## Exercise brief
Which lines run from the start of the data below to the line containing "use crate::storage::database::Database;"? Set them down exactly, with none added.

## Material shown
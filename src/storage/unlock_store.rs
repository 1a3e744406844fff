//! Persisted achievement unlock counts.
//!
//! Stored as a list of `{achievementId, timesUnlocked}` under
//! [`keys::ACHIEVEMENT_UNLOCKS`] and handed back to the progress engine as the
//! previous unlocks of the next computation.

use crate::achievements::{AchievementUnlock, UnlockMap};
use crate::storage::database::Database;
use crate::storage::error::{load_list, save_list, StoreError};
use crate::storage::schema::keys;

pub struct UnlockStore<'a> {
    db: &'a Database,
}

impl<'a> UnlockStore<'a> {
    pub fn new(db: &'a Database) -> Self {
        Self { db }
    }

    /// Unlock counts from the last saved computation.
    pub fn load(&self) -> Result<UnlockMap, StoreError> {
        let unlocks: Vec<AchievementUnlock> = load_list(self.db, keys::ACHIEVEMENT_UNLOCKS)?;
        Ok(unlocks
            .into_iter()
            .filter(|u| u.times_unlocked > 0)
            .map(|u| (u.achievement_id, u.times_unlocked))
            .collect())
    }

    /// Replace the saved unlock counts.
    pub fn save(&self, unlocks: &UnlockMap) -> Result<(), StoreError> {
        let list: Vec<AchievementUnlock> = unlocks
            .iter()
            .map(|(&achievement_id, &times_unlocked)| AchievementUnlock {
                achievement_id,
                times_unlocked,
            })
            .collect();
        save_list(self.db, keys::ACHIEVEMENT_UNLOCKS, &list)?;
        tracing::debug!(count = list.len(), "Saved achievement unlocks");
        Ok(())
    }

    /// Forget all unlocks.
    pub fn clear(&self) -> Result<bool, StoreError> {
        Ok(self.db.remove_item(keys::ACHIEVEMENT_UNLOCKS)?)
    }
}
//! ClassLog - Martial Arts Class Journal
//!
//! Command-line entry point.

use anyhow::Result;
use clap::{Parser, Subcommand};
use std::path::PathBuf;

mod cli;

use cli::classes::{ClassCommand, LessonCommand};
use cli::context::Context;
use cli::logs::LogCommand;

#[derive(Parser)]
#[command(name = "classlog")]
#[command(about = "Log martial arts classes and track levels and achievements")]
#[command(version)]
struct Cli {
    /// Path to the config file (defaults to config.toml in the data directory)
    #[arg(short, long, global = true)]
    config: Option<PathBuf>,

    /// Path to the database file (overrides the config)
    #[arg(long, global = true)]
    db: Option<PathBuf>,

    /// Enable verbose logging
    #[arg(short, long, global = true)]
    verbose: bool,

    #[command(subcommand)]
    command: Commands,
}

#[derive(Subcommand)]
enum Commands {
    /// Add, list, edit or delete logged sessions
    Log {
        #[command(subcommand)]
        action: LogCommand,
    },

    /// Manage classes
    Class {
        #[command(subcommand)]
        action: ClassCommand,
    },

    /// Manage lessons of a class
    Lesson {
        #[command(subcommand)]
        action: LessonCommand,
    },

    /// Show level, experience and achievements
    Levels {
        /// Print the report as JSON
        #[arg(long)]
        json: bool,

        /// Do not store the resulting unlocks
        #[arg(long)]
        no_save: bool,
    },

    /// Show class, lesson, time and weekday distributions
    Stats {
        /// Print the distributions as JSON
        #[arg(long)]
        json: bool,
    },

    /// Write a default config.toml
    InitConfig {
        /// Overwrite an existing file
        #[arg(long)]
        force: bool,
    },
}

fn main() -> Result<()> {
    let cli = Cli::parse();

    // Initialize logging
    let log_level = if cli.verbose { "debug" } else { "info" };
    tracing_subscriber::fmt()
        .with_env_filter(
            tracing_subscriber::EnvFilter::try_from_default_env()
                .unwrap_or_else(|_| tracing_subscriber::EnvFilter::new(log_level)),
        )
        .with_writer(std::io::stderr)
        .init();

    tracing::debug!("Starting ClassLog v{}", env!("CARGO_PKG_VERSION"));

    if let Commands::InitConfig { force } = cli.command {
        return cli::init::init_command(cli.config.as_deref(), force);
    }

    let ctx = Context::open(cli.config.as_deref(), cli.db.as_deref())?;

    match cli.command {
        Commands::Log { action } => cli::logs::run(&ctx, action)?,
        Commands::Class { action } => cli::classes::run_class(&ctx, action)?,
        Commands::Lesson { action } => cli::classes::run_lesson(&ctx, action)?,
        Commands::Levels { json, no_save } => cli::levels::levels_command(&ctx, json, !no_save)?,
        Commands::Stats { json } => cli::stats::stats_command(&ctx, json)?,
        Commands::InitConfig { .. } => {}
    }

    Ok(())
}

## Problem solution
filename src/storage/unlock_store.rs
repository 1a3e744406844fff
//! Persisted achievement unlock counts.
//!
//! Stored as a list of `{achievementId, timesUnlocked}` under
//! [`keys::ACHIEVEMENT_UNLOCKS`] and handed back to the progress engine as the
//! previous unlocks of the next computation.

use crate::achievements::{AchievementUnlock, UnlockMap};
use crate::storage::database::Database;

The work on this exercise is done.